[Stored data]
◇ ◇ ◇ ◇

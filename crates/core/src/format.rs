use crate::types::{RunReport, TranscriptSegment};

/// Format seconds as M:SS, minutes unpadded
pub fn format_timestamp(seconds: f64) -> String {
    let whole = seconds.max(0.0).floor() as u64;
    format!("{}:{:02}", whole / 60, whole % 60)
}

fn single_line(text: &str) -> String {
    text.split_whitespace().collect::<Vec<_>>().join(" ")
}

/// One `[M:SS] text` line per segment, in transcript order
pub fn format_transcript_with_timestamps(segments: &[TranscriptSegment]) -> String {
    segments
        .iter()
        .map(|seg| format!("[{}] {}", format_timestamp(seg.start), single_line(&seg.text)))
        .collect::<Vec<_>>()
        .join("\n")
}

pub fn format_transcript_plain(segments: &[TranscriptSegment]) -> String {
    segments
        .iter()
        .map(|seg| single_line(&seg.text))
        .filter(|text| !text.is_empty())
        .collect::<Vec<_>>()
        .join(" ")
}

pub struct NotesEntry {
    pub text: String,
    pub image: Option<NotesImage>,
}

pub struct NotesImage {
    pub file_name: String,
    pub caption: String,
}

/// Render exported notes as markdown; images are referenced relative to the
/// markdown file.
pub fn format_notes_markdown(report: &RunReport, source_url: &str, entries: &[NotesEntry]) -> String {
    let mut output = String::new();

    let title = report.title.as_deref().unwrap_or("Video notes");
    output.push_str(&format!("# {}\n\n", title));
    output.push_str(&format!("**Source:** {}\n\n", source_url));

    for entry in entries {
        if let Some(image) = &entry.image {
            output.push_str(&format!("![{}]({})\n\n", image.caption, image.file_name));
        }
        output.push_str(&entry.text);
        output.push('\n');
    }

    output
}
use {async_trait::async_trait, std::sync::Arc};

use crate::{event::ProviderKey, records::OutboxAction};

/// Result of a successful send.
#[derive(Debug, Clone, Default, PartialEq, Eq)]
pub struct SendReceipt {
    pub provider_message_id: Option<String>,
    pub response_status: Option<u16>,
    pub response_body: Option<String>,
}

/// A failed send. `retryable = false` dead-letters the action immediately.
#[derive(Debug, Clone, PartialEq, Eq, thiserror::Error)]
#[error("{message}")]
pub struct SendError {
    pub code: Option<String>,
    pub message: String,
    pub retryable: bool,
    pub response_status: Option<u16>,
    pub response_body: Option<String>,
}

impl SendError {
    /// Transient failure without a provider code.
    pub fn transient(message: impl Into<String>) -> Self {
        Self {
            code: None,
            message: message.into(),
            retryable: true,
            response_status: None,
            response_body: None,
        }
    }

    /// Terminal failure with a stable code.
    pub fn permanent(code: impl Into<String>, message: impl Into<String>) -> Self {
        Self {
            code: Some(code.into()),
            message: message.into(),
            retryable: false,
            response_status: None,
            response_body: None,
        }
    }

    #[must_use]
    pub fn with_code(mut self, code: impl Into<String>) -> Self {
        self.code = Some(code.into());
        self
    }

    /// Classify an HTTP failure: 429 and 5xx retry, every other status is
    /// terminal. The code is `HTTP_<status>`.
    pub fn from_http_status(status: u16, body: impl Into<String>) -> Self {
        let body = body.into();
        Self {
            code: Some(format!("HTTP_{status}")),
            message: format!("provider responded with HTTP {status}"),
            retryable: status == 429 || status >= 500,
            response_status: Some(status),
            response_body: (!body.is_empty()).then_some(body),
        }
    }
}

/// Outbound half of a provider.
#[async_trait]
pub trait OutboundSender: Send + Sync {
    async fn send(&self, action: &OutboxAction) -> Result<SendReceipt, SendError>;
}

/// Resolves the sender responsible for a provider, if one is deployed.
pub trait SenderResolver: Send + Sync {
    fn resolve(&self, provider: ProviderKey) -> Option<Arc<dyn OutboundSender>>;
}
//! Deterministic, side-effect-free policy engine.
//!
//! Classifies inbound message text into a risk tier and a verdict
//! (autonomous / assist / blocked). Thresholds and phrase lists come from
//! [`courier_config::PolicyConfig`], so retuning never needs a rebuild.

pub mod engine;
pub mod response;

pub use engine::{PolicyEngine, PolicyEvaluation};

◇ ◇ ◇ ◇

* _WORK INSTRUCTION_:
Filter the entries down to the lines that include the string "whole".

* _EXERCISE SOLUTION_:
    let whole = seconds.max(0.0).floor() as u64;
    format!("{}:{:02}", whole / 60, whole % 60)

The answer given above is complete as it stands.